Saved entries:

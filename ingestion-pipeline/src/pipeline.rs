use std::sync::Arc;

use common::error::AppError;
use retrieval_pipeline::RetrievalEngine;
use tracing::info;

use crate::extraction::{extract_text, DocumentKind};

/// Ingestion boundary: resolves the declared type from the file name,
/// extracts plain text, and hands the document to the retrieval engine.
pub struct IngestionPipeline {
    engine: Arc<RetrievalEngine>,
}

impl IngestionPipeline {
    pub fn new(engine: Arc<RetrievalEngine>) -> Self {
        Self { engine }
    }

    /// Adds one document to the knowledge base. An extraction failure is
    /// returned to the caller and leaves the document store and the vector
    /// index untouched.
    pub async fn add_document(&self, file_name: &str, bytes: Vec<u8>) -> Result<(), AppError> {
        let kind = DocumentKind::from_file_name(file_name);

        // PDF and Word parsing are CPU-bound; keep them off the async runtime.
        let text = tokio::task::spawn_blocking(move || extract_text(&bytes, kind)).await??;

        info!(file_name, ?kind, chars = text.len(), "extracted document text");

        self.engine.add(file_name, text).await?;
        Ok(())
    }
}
* * *
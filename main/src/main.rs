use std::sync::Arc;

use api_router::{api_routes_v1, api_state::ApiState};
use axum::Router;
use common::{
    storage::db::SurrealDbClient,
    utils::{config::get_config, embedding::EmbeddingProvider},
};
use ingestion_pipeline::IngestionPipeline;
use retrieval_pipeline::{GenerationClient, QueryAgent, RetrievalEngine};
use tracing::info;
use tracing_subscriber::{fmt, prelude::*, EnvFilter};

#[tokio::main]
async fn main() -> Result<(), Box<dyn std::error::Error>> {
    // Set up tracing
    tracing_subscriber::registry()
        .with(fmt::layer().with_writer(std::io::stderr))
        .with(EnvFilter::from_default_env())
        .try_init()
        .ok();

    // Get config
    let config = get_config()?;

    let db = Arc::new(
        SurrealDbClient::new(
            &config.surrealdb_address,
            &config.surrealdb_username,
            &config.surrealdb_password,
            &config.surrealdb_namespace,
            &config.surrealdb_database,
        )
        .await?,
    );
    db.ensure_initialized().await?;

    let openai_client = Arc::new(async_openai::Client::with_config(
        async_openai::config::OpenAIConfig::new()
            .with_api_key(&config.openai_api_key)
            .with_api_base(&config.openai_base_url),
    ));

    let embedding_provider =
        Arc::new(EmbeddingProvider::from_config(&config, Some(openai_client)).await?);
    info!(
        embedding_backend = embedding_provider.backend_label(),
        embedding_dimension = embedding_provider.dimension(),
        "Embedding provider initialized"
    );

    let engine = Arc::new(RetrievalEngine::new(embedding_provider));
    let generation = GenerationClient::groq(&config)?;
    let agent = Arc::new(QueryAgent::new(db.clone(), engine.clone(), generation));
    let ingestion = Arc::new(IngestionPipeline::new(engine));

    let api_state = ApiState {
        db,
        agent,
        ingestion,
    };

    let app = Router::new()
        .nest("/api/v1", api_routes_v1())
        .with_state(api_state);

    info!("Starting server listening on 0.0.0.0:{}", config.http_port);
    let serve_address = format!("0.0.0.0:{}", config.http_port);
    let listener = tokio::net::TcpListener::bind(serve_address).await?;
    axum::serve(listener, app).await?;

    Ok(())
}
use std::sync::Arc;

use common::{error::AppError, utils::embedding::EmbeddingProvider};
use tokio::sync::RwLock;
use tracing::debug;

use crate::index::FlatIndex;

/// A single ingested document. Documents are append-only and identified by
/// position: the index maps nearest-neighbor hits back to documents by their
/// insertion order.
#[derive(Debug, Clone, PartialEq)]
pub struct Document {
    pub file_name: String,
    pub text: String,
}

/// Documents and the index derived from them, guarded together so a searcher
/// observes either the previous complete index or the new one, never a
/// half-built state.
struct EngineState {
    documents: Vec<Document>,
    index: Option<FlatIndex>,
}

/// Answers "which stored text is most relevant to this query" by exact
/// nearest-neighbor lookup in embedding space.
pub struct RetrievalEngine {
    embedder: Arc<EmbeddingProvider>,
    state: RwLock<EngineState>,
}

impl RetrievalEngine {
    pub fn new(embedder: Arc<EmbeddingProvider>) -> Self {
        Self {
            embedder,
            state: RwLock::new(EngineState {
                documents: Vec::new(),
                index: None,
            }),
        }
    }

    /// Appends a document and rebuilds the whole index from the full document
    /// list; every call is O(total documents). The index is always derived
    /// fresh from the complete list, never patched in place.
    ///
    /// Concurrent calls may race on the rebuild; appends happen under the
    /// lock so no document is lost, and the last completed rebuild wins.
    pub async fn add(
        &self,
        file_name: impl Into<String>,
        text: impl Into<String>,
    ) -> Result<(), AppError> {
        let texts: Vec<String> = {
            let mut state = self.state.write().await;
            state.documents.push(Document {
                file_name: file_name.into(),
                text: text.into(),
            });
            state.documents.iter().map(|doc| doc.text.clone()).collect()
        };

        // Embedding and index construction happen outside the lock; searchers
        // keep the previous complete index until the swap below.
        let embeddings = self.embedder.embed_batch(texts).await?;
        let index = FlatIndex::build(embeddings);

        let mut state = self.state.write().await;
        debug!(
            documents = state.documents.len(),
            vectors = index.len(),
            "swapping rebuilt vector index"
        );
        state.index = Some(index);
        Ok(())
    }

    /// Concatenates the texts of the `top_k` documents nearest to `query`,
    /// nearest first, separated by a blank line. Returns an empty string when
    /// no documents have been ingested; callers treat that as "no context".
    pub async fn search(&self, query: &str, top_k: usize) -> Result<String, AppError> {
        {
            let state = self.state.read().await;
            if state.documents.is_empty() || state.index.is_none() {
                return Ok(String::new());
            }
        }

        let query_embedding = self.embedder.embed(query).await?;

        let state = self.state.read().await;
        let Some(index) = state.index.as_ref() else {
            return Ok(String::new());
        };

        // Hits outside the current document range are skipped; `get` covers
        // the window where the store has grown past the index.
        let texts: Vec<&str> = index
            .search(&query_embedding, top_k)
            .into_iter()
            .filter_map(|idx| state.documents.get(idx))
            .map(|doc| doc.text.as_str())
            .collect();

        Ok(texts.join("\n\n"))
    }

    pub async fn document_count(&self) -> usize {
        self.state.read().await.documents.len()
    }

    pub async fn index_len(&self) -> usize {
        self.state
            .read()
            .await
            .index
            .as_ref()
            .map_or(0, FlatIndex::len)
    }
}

**Task description:** Say how many lines of these records hold the string "tokio", giving the number and no other words.

**Worked solution:** 4